(DATA PROVIDED Opens)

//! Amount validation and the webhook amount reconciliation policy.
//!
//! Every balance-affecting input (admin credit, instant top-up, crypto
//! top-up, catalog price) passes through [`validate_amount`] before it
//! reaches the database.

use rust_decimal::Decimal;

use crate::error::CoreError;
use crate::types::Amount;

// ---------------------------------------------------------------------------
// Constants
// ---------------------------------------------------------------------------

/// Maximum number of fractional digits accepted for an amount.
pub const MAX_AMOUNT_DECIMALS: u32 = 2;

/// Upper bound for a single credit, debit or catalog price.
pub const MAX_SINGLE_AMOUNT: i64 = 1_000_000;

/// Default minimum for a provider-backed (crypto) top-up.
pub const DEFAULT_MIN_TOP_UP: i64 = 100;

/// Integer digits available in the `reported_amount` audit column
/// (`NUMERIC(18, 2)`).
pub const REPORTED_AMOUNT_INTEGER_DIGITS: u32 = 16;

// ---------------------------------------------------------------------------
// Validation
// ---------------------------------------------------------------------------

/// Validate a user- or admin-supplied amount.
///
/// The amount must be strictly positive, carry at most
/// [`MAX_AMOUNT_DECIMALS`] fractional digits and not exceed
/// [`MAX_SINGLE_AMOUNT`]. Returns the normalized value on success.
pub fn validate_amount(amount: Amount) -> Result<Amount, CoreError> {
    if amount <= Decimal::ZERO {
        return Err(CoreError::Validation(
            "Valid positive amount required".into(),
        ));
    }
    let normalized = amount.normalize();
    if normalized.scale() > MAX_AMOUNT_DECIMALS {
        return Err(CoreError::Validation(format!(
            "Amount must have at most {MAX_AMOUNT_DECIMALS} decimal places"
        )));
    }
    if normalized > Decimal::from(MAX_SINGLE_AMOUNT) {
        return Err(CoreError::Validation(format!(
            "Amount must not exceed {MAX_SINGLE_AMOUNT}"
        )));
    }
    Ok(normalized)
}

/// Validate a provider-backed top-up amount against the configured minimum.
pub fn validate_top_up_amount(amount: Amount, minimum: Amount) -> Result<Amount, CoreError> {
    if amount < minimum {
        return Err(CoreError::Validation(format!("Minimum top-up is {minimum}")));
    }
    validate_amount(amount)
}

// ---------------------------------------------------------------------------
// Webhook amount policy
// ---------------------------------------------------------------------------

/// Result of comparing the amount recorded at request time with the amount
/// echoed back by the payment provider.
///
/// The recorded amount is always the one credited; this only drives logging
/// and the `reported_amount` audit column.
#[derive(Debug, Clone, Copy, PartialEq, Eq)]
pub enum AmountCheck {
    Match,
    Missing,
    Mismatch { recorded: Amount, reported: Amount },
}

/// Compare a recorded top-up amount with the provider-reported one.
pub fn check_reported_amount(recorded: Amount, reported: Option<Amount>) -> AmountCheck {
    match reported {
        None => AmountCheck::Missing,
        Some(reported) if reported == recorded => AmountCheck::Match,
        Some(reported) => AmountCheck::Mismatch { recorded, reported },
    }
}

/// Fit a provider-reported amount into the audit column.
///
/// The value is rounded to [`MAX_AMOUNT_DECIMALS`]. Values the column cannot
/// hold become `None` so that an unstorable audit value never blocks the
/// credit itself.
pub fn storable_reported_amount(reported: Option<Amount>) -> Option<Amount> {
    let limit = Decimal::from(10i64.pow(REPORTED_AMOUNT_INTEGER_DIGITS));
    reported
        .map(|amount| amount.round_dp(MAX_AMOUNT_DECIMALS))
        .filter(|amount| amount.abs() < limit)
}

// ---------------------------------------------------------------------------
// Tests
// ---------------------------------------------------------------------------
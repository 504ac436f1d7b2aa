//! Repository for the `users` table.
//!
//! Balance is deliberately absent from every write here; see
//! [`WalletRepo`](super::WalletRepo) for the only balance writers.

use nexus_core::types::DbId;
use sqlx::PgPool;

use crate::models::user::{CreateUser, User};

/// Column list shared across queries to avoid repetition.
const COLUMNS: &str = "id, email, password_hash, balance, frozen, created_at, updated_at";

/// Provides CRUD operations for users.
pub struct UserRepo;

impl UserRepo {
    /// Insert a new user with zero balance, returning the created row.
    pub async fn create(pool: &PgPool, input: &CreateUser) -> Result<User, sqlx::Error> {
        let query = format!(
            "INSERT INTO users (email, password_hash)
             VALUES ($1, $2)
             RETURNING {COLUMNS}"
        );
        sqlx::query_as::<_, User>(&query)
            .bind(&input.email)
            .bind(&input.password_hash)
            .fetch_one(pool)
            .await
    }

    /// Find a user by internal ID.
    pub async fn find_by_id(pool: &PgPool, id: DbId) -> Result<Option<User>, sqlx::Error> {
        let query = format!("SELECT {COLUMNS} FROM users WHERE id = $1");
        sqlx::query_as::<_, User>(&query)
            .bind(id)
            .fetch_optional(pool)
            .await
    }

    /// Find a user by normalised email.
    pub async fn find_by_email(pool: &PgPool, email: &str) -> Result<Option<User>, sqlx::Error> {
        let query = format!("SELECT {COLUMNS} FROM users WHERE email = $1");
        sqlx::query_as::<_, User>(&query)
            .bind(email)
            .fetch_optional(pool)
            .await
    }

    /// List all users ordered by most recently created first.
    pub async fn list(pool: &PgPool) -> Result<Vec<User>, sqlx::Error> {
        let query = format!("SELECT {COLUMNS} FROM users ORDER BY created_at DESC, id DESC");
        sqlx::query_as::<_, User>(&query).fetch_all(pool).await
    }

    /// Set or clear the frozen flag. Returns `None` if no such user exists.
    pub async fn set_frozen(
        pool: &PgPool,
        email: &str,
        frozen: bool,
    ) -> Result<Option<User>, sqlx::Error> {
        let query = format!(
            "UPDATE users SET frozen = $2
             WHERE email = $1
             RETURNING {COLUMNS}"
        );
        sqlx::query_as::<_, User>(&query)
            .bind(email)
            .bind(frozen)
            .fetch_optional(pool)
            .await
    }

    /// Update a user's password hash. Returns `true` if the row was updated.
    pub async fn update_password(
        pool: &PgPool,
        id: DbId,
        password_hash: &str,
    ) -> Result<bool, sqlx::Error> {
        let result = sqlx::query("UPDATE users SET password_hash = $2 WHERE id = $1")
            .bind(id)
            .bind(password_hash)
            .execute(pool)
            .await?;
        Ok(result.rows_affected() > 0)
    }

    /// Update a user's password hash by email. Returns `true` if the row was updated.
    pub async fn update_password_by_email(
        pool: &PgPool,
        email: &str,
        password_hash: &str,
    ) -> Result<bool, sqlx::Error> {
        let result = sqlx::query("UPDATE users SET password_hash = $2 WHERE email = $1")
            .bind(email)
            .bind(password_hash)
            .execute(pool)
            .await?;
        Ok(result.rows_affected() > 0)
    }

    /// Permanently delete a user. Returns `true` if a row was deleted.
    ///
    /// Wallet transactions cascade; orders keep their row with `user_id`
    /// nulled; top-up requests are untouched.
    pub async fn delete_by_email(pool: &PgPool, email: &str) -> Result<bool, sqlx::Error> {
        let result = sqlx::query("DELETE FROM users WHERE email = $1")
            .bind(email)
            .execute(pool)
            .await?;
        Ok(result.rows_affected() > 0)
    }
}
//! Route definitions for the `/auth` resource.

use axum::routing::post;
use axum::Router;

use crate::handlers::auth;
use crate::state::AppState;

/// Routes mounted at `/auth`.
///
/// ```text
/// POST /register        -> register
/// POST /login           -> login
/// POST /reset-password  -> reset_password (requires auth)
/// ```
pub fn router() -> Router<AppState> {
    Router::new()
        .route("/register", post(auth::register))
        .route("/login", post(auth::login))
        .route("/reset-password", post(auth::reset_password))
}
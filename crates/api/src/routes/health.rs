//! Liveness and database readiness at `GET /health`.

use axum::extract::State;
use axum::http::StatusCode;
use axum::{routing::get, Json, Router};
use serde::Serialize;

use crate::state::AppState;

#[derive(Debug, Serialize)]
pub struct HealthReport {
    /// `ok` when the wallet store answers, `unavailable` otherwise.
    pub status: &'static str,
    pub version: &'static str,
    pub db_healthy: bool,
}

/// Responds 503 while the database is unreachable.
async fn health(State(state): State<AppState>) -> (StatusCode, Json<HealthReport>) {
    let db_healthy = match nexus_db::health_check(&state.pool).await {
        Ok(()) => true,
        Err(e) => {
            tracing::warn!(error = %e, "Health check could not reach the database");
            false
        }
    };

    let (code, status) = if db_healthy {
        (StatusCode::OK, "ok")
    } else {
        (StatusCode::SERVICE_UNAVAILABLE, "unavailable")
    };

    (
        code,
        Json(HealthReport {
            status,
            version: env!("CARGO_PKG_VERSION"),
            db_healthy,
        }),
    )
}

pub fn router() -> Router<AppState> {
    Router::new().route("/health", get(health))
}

(DATA PROVIDED Closes)
(DATA PROVIDED Opens)

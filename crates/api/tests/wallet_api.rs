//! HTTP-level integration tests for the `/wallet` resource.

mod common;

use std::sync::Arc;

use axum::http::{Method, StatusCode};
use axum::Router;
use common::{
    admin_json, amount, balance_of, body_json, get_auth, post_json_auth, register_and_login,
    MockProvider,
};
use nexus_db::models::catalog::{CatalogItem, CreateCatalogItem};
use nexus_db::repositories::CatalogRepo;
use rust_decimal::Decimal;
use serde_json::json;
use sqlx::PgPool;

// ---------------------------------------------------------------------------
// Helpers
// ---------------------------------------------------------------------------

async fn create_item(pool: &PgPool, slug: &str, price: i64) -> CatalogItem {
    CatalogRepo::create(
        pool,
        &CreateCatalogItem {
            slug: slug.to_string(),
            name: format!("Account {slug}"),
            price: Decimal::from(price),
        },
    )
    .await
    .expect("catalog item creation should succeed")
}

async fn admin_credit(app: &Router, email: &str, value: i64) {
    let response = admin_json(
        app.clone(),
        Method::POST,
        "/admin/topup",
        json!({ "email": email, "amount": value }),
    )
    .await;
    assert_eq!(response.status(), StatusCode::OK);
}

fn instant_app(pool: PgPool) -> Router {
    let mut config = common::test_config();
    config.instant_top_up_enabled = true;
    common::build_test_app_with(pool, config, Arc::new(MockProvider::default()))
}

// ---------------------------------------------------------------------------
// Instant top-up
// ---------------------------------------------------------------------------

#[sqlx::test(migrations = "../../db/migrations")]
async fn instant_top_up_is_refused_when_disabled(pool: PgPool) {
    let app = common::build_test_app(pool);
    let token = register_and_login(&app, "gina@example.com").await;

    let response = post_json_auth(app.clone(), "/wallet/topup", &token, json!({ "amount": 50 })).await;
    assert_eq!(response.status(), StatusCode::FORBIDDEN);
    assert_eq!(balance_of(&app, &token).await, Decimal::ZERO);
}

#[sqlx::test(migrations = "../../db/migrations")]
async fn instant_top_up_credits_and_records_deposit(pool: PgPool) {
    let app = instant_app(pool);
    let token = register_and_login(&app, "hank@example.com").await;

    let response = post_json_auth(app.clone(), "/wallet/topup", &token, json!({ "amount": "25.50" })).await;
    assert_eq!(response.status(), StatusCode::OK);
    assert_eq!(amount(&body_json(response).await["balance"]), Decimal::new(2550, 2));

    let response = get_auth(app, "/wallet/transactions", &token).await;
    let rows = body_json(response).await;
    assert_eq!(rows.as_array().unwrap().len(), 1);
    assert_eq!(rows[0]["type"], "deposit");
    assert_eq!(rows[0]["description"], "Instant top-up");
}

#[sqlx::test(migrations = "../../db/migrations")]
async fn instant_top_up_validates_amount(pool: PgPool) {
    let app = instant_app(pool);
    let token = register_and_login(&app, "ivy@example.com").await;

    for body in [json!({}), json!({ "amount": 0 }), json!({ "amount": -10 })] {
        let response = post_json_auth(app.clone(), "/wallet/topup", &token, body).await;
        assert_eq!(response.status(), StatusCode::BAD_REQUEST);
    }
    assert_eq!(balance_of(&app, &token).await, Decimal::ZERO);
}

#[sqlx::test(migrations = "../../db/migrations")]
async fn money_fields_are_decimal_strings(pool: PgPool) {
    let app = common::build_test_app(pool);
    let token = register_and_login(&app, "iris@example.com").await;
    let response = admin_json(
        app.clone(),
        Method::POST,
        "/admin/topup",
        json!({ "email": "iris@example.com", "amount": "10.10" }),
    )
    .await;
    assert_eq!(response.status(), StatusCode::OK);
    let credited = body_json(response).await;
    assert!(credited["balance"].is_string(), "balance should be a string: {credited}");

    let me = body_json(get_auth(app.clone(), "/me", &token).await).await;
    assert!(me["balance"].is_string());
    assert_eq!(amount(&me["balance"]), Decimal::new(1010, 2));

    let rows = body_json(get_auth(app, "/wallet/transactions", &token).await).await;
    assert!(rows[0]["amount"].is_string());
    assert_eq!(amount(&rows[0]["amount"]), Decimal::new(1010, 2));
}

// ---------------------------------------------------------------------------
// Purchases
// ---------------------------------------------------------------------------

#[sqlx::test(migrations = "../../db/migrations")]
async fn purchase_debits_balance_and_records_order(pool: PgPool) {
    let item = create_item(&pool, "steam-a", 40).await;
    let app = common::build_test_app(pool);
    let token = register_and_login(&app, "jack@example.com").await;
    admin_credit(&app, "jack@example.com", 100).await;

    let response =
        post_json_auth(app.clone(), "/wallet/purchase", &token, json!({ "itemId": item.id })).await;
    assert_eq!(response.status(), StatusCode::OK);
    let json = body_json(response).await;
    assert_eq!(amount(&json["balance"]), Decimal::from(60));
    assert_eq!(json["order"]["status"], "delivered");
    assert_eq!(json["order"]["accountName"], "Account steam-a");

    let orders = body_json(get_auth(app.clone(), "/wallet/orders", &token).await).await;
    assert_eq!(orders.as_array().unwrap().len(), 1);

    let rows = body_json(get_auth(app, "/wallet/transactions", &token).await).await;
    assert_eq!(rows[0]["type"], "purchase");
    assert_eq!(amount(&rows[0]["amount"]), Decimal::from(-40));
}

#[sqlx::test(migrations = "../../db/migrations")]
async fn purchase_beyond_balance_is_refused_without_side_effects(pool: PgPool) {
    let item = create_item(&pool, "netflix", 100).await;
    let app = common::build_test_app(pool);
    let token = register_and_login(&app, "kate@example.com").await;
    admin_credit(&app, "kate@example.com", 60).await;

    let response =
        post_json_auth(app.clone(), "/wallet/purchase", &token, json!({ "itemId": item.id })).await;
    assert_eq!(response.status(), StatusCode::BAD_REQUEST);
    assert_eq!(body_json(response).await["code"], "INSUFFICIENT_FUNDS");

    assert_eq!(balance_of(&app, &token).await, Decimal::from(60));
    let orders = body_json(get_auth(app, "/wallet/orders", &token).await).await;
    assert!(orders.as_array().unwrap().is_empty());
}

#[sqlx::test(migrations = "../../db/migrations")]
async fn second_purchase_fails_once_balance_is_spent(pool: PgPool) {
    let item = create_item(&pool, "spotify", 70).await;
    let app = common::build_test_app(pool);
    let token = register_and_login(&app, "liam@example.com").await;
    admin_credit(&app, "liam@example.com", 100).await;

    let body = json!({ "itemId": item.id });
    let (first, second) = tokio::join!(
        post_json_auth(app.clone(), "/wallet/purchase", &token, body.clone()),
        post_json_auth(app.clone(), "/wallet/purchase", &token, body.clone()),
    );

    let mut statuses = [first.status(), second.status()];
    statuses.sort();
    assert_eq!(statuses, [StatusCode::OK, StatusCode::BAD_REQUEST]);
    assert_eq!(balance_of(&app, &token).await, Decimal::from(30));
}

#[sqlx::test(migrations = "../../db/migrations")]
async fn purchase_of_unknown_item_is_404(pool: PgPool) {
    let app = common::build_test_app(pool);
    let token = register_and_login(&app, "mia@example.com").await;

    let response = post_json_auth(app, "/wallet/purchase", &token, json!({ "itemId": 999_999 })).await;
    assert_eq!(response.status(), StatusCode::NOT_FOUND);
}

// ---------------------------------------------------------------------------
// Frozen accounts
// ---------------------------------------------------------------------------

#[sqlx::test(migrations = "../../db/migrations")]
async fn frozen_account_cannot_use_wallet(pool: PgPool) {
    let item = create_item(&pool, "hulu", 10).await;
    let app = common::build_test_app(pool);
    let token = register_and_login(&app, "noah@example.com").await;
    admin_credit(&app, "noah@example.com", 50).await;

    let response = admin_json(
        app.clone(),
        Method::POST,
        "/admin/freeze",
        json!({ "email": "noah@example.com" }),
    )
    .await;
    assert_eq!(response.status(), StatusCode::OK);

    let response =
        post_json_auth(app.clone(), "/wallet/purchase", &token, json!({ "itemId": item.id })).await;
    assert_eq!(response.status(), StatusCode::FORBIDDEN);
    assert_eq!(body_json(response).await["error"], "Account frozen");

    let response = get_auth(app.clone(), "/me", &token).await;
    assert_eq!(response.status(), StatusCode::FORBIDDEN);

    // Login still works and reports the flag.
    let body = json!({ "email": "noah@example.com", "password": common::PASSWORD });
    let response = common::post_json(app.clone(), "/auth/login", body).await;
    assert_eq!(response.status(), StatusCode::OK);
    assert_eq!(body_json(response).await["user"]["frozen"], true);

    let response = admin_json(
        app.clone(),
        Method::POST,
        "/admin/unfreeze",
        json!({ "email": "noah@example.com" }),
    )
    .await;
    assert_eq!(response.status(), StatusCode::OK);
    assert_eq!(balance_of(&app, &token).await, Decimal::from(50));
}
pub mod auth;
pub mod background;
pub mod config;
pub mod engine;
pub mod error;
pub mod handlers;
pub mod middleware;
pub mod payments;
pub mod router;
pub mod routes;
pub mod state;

(DATA PROVIDED Closes)
(DATA PROVIDED Opens)

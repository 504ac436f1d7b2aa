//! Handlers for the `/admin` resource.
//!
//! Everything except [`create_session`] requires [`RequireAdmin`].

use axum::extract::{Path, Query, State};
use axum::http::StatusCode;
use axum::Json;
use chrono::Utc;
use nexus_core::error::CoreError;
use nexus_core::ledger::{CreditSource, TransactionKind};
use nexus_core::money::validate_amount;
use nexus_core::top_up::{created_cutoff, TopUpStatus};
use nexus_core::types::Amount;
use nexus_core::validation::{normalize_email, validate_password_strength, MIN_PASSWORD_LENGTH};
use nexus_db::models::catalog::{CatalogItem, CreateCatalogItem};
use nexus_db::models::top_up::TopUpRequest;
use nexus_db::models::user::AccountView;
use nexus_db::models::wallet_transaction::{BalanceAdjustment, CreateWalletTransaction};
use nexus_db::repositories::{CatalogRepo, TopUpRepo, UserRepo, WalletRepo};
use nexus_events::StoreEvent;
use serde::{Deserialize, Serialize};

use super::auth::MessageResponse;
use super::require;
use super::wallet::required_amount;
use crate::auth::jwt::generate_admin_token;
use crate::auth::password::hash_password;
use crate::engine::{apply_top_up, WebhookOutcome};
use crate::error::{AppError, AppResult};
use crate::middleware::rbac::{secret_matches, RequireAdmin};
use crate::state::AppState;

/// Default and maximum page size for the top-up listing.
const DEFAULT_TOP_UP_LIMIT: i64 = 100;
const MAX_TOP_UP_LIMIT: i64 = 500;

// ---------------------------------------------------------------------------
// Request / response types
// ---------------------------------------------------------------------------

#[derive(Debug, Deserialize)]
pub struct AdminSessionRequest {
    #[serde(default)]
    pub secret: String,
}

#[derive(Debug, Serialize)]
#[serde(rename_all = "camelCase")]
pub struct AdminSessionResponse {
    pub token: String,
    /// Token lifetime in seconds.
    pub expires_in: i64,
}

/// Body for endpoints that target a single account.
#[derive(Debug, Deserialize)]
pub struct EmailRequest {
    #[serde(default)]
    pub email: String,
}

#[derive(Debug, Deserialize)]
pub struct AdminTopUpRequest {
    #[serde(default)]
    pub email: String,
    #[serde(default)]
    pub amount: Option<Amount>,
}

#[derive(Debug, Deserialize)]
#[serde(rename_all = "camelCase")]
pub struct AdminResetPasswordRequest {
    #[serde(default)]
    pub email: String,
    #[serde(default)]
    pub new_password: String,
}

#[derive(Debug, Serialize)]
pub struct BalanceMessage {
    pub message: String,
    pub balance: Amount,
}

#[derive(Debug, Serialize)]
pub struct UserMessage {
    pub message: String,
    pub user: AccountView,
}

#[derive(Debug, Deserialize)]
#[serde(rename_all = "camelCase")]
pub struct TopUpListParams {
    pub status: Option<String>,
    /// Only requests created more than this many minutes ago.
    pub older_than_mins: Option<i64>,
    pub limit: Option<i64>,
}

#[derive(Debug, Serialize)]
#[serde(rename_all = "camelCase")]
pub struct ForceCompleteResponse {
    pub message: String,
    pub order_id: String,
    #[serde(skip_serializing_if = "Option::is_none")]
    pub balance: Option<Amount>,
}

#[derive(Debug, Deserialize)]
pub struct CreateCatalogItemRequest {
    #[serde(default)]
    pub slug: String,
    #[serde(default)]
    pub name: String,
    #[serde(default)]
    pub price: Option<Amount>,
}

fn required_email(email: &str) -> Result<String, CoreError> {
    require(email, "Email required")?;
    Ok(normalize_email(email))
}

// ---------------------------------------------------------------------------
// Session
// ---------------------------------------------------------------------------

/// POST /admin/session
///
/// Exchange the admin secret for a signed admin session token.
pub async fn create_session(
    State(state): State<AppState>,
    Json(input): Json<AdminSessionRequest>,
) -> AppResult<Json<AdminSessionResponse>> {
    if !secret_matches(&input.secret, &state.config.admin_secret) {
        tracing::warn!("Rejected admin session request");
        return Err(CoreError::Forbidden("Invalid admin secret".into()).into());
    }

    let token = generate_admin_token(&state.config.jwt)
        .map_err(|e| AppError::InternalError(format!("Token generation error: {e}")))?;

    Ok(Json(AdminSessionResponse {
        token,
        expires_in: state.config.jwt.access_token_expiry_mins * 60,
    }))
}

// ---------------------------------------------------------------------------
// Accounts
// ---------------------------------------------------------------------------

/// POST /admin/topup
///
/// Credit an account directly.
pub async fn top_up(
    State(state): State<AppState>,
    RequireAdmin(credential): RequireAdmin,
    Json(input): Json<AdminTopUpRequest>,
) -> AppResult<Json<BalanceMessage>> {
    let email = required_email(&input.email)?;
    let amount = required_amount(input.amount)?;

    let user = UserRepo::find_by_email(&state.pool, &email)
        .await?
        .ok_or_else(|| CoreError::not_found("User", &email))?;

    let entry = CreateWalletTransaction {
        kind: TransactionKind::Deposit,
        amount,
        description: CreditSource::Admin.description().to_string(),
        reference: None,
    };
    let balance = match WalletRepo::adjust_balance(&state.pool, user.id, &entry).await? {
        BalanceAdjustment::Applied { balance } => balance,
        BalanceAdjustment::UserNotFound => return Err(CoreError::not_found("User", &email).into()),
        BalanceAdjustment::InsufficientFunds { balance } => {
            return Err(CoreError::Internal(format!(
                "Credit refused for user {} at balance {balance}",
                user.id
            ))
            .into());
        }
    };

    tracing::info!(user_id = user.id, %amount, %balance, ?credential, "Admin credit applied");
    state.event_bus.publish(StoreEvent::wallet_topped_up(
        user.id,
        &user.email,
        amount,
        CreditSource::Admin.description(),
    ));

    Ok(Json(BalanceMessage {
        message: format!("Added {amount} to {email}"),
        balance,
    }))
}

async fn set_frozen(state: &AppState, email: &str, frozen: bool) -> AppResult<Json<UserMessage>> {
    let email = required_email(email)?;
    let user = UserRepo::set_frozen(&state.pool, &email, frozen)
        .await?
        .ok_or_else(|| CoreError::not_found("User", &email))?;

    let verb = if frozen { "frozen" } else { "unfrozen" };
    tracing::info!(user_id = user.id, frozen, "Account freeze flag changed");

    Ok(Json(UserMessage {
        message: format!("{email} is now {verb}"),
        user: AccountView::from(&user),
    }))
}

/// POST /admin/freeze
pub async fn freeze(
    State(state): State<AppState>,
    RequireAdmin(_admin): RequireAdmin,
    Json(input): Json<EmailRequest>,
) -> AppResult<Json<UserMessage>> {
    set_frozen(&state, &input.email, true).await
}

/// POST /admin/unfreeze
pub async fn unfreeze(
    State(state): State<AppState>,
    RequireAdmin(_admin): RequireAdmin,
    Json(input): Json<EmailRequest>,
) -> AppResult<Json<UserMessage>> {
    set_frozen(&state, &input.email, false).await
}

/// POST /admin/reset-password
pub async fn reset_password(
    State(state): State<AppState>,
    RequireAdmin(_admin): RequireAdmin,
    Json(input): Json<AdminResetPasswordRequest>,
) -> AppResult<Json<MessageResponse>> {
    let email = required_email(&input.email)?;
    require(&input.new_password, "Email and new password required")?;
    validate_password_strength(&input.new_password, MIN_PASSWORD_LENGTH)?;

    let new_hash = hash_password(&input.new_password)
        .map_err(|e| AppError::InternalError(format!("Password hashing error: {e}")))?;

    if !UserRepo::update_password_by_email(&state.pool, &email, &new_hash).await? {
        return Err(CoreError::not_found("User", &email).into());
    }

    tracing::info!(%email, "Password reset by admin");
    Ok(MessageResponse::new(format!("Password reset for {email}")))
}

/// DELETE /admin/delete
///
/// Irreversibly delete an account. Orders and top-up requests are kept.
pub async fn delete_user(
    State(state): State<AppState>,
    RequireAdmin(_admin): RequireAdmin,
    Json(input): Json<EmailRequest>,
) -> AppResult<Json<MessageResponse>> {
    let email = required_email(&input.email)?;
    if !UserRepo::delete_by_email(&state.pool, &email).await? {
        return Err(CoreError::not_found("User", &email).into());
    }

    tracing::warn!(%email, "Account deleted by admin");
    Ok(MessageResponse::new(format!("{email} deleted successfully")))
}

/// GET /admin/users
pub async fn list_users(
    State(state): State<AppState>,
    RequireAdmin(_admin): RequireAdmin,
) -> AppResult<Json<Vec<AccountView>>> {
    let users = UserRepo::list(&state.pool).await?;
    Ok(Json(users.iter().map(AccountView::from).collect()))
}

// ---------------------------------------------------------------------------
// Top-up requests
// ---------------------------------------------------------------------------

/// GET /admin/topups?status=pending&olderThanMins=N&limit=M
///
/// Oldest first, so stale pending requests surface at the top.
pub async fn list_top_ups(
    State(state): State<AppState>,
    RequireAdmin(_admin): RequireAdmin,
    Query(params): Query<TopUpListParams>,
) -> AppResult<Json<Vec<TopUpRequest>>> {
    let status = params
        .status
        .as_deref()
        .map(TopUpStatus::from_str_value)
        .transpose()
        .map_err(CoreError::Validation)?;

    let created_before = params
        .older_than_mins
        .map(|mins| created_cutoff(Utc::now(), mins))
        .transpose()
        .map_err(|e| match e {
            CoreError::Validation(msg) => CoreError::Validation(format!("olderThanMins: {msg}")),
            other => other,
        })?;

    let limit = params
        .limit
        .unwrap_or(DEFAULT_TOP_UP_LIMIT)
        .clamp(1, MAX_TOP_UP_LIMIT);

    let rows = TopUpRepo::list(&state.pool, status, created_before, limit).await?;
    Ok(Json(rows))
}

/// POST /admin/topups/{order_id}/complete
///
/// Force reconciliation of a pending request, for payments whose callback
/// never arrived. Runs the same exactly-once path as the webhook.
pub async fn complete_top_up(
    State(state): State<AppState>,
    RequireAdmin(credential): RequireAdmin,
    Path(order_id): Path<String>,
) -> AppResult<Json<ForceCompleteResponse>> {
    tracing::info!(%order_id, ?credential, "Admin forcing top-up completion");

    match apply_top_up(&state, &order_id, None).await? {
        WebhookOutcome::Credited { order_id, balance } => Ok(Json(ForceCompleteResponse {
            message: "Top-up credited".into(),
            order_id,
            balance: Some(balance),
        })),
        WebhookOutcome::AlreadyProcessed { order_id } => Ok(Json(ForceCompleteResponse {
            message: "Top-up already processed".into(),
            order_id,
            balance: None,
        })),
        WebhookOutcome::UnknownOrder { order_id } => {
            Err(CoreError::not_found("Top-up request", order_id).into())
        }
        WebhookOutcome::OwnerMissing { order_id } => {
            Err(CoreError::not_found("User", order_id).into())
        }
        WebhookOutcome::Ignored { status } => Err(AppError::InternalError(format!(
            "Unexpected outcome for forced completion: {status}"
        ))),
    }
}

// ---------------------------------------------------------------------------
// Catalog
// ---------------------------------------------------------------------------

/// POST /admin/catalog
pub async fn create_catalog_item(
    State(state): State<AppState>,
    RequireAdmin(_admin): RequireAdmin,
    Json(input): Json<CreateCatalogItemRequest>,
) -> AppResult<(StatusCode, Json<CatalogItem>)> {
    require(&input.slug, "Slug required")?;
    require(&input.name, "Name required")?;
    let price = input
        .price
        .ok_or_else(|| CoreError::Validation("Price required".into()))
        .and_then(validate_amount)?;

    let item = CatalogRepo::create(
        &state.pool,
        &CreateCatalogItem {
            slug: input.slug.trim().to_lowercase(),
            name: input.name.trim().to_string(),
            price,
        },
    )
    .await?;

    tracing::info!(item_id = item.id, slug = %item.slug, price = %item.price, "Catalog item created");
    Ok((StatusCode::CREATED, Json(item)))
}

(DATA PROVIDED Closes)

→ TRY IT: Give only the lines from the one holding "amount reconciliation policy." through the one holding "pub const DEFAULT_MIN_TOP_UP: i64 = 100;", each restated exactly as it appears above.

→ EXERCISE OUTPUT:
//! Amount validation and the webhook amount reconciliation policy.
//!
//! Every balance-affecting input (admin credit, instant top-up, crypto
//! top-up, catalog price) passes through [`validate_amount`] before it
//! reaches the database.

use rust_decimal::Decimal;

use crate::error::CoreError;
use crate::types::Amount;

// ---------------------------------------------------------------------------
// Constants
// ---------------------------------------------------------------------------

/// Maximum number of fractional digits accepted for an amount.
pub const MAX_AMOUNT_DECIMALS: u32 = 2;

/// Upper bound for a single credit, debit or catalog price.
pub const MAX_SINGLE_AMOUNT: i64 = 1_000_000;

/// Default minimum for a provider-backed (crypto) top-up.
pub const DEFAULT_MIN_TOP_UP: i64 = 100;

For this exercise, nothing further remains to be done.